* Problem to solve
Lines holding the string "GuardError" in the listing below are to be copied.

* Recorded information
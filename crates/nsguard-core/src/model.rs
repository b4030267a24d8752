//! Namespace deletion models
//!
//! Inputs, intermediate records and outcomes of the deletion guard.

use std::fmt;

use nsguard_common::{Env, GuardError};
use serde::{Deserialize, Serialize};

/// Instance count of a release
#[derive(Debug, Clone, Copy, Default, PartialEq, Eq, Serialize, Deserialize)]
pub struct InstanceCount {
    pub total: u32,
}

/// Gray (canary) branch of a namespace
#[derive(Debug, Clone, PartialEq, Eq, Serialize, Deserialize)]
#[serde(rename_all = "camelCase")]
pub struct NamespaceBranch {
    /// Branch cluster name
    pub branch_name: String,
    /// Instances on the branch's latest release
    #[serde(default)]
    pub latest_release_instances: InstanceCount,
}

/// A namespace submitted for deletion
///
/// Supplied fresh on every attempt; the guard never mutates it.
#[derive(Debug, Clone, PartialEq, Eq, Serialize, Deserialize)]
#[serde(rename_all = "camelCase")]
pub struct Namespace {
    pub app_id: String,
    pub env: Env,
    pub cluster_name: String,
    pub namespace_name: String,
    pub is_public: bool,
    /// Inherited from a public namespace of another app
    #[serde(default)]
    pub is_linked_namespace: bool,
    /// Instances using the main branch
    #[serde(default)]
    pub instances_count: u32,
    #[serde(default, skip_serializing_if = "Option::is_none")]
    pub branch: Option<NamespaceBranch>,
}

impl Namespace {
    /// Create a private namespace with no instances and no branch
    pub fn new(app_id: &str, env: Env, cluster_name: &str, namespace_name: &str) -> Self {
        Self {
            app_id: app_id.to_string(),
            env,
            cluster_name: cluster_name.to_string(),
            namespace_name: namespace_name.to_string(),
            is_public: false,
            is_linked_namespace: false,
            instances_count: 0,
            branch: None,
        }
    }

    pub fn has_branch(&self) -> bool {
        self.branch.is_some()
    }

    /// Instances on the gray branch's latest release, zero without a branch
    pub fn branch_instances(&self) -> u32 {
        self.branch
            .as_ref()
            .map(|b| b.latest_release_instances.total)
            .unwrap_or(0)
    }

    pub fn key(&self) -> NamespaceKey {
        NamespaceKey {
            app_id: self.app_id.clone(),
            env: self.env,
            cluster_name: self.cluster_name.clone(),
            namespace_name: self.namespace_name.clone(),
        }
    }
}

/// Identity of a namespace instance (app + env + cluster + namespace)
#[derive(Debug, Clone, PartialEq, Eq, Hash)]
pub struct NamespaceKey {
    pub app_id: String,
    pub env: Env,
    pub cluster_name: String,
    pub namespace_name: String,
}

impl fmt::Display for NamespaceKey {
    fn fmt(&self, f: &mut fmt::Formatter<'_>) -> fmt::Result {
        write!(
            f,
            "{}+{}+{}+{}",
            self.app_id, self.env, self.cluster_name, self.namespace_name
        )
    }
}

/// A check the operator may explicitly override after being warned
#[derive(Debug, Clone, Copy, PartialEq, Eq, Hash)]
pub enum SkipCheck {
    MasterInstance,
    BranchInstance,
}

/// Overrides granted for one deletion attempt
///
/// Accepts the portal's `{"skipCheckMasterInstance": true}` shape and rejects
/// any other key. Authorization checks have no override.
#[derive(Debug, Clone, Copy, Default, PartialEq, Eq, Serialize, Deserialize)]
#[serde(rename_all = "camelCase", deny_unknown_fields)]
pub struct SkipChecks {
    #[serde(default)]
    pub skip_check_master_instance: bool,
    #[serde(default)]
    pub skip_check_branch_instance: bool,
}

impl SkipChecks {
    pub fn none() -> Self {
        Self::default()
    }

    /// Grant one more override
    pub fn with(mut self, check: SkipCheck) -> Self {
        match check {
            SkipCheck::MasterInstance => self.skip_check_master_instance = true,
            SkipCheck::BranchInstance => self.skip_check_branch_instance = true,
        }
        self
    }

    pub fn skips(&self, check: SkipCheck) -> bool {
        match check {
            SkipCheck::MasterInstance => self.skip_check_master_instance,
            SkipCheck::BranchInstance => self.skip_check_branch_instance,
        }
    }

    /// Parse a skip list, rejecting unknown check names
    pub fn from_json(value: serde_json::Value) -> Result<Self, GuardError> {
        serde_json::from_value(value).map_err(|e| GuardError::IllegalArgument(e.to_string()))
    }
}

/// Operator identity
#[derive(Debug, Clone, PartialEq, Eq, Serialize, Deserialize)]
#[serde(rename_all = "camelCase")]
pub struct User {
    pub user_id: String,
    #[serde(default, skip_serializing_if = "Option::is_none")]
    pub name: Option<String>,
    #[serde(default, skip_serializing_if = "Option::is_none")]
    pub email: Option<String>,
}

impl User {
    pub fn new(user_id: &str) -> Self {
        Self {
            user_id: user_id.to_string(),
            name: None,
            email: None,
        }
    }
}

/// Users holding the master role of an app
#[derive(Debug, Clone, PartialEq, Eq, Serialize, Deserialize)]
#[serde(rename_all = "camelCase")]
pub struct AppRoleUsers {
    pub app_id: String,
    #[serde(default)]
    pub master_users: Vec<User>,
}

/// A namespace of some app linked to a public namespace
#[derive(Debug, Clone, PartialEq, Eq, Serialize, Deserialize)]
#[serde(rename_all = "camelCase")]
pub struct AssociatedNamespace {
    pub app_id: String,
    #[serde(default)]
    pub cluster_name: String,
    #[serde(default)]
    pub namespace_name: String,
}

/// Why a deletion attempt was refused
#[derive(Debug, Clone, Copy, PartialEq, Eq, Hash, Serialize, Deserialize)]
#[serde(rename_all = "snake_case")]
pub enum AbortReason {
    NotPublic,
    NoPermission,
    MasterInstance,
    BranchInstance,
    PublicNamespace,
}

impl AbortReason {
    pub fn as_str(&self) -> &'static str {
        match self {
            AbortReason::NotPublic => "not_public",
            AbortReason::NoPermission => "no_permission",
            AbortReason::MasterInstance => "master_instance",
            AbortReason::BranchInstance => "branch_instance",
            AbortReason::PublicNamespace => "public_namespace",
        }
    }

    /// The override that lifts this rejection, if one exists
    pub fn skip_check(&self) -> Option<SkipCheck> {
        match self {
            AbortReason::MasterInstance => Some(SkipCheck::MasterInstance),
            AbortReason::BranchInstance => Some(SkipCheck::BranchInstance),
            _ => None,
        }
    }
}

impl fmt::Display for AbortReason {
    fn fmt(&self, f: &mut fmt::Formatter<'_>) -> fmt::Result {
        write!(f, "{}", self.as_str())
    }
}

/// Data a caller needs to react to a rejection
#[derive(Debug, Clone, PartialEq, Eq)]
pub enum AbortContext {
    None,
    /// Master user ids in role order
    MasterUsers(Vec<String>),
    /// The skip list of the attempt, for a retry with one more override
    SkipChecks(SkipChecks),
    /// Associated namespaces owned by other apps, in lookup order
    AssociatedNamespaces(Vec<AssociatedNamespace>),
}

/// Result of one guard pipeline run
#[derive(Debug, Clone, PartialEq, Eq)]
pub enum PipelineOutcome {
    Proceed,
    Abort {
        reason: AbortReason,
        context: AbortContext,
    },
}

impl PipelineOutcome {
    pub fn abort(reason: AbortReason, context: AbortContext) -> Self {
        PipelineOutcome::Abort { reason, context }
    }

    pub fn is_proceed(&self) -> bool {
        matches!(self, PipelineOutcome::Proceed)
    }

    pub fn reason(&self) -> Option<AbortReason> {
        match self {
            PipelineOutcome::Proceed => None,
            PipelineOutcome::Abort { reason, .. } => Some(*reason),
        }
    }

    /// Convert a rejection into the matching `GuardError`
    pub fn into_result(self, key: &NamespaceKey) -> Result<(), GuardError> {
        let PipelineOutcome::Abort { reason, context } = self else {
            return Ok(());
        };
        let err = match (reason, context) {
            (AbortReason::NotPublic, _) => GuardError::NotPublic(key.to_string()),
            (AbortReason::NoPermission, AbortContext::MasterUsers(users)) => {
                GuardError::NoPermission(users)
            }
            (AbortReason::NoPermission, _) => GuardError::NoPermission(Vec::new()),
            (AbortReason::MasterInstance, _) => GuardError::MasterInstanceBlocking(key.to_string()),
            (AbortReason::BranchInstance, _) => GuardError::BranchInstanceBlocking(key.to_string()),
            (AbortReason::PublicNamespace, AbortContext::AssociatedNamespaces(namespaces)) => {
                GuardError::PublicNamespaceAssociated(
                    namespaces.into_iter().map(|ns| ns.app_id).collect(),
                )
            }
            (AbortReason::PublicNamespace, _) => GuardError::PublicNamespaceAssociated(Vec::new()),
        };
        Err(err)
    }
}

* Result of this task
use nsguard_common::{Env, GuardError};
    pub fn from_json(value: serde_json::Value) -> Result<Self, GuardError> {
        serde_json::from_value(value).map_err(|e| GuardError::IllegalArgument(e.to_string()))
    /// Convert a rejection into the matching `GuardError`
    pub fn into_result(self, key: &NamespaceKey) -> Result<(), GuardError> {
            (AbortReason::NotPublic, _) => GuardError::NotPublic(key.to_string()),
                GuardError::NoPermission(users)
            (AbortReason::NoPermission, _) => GuardError::NoPermission(Vec::new()),
            (AbortReason::MasterInstance, _) => GuardError::MasterInstanceBlocking(key.to_string()),
            (AbortReason::BranchInstance, _) => GuardError::BranchInstanceBlocking(key.to_string()),
                GuardError::PublicNamespaceAssociated(
            (AbortReason::PublicNamespace, _) => GuardError::PublicNamespaceAssociated(Vec::new()),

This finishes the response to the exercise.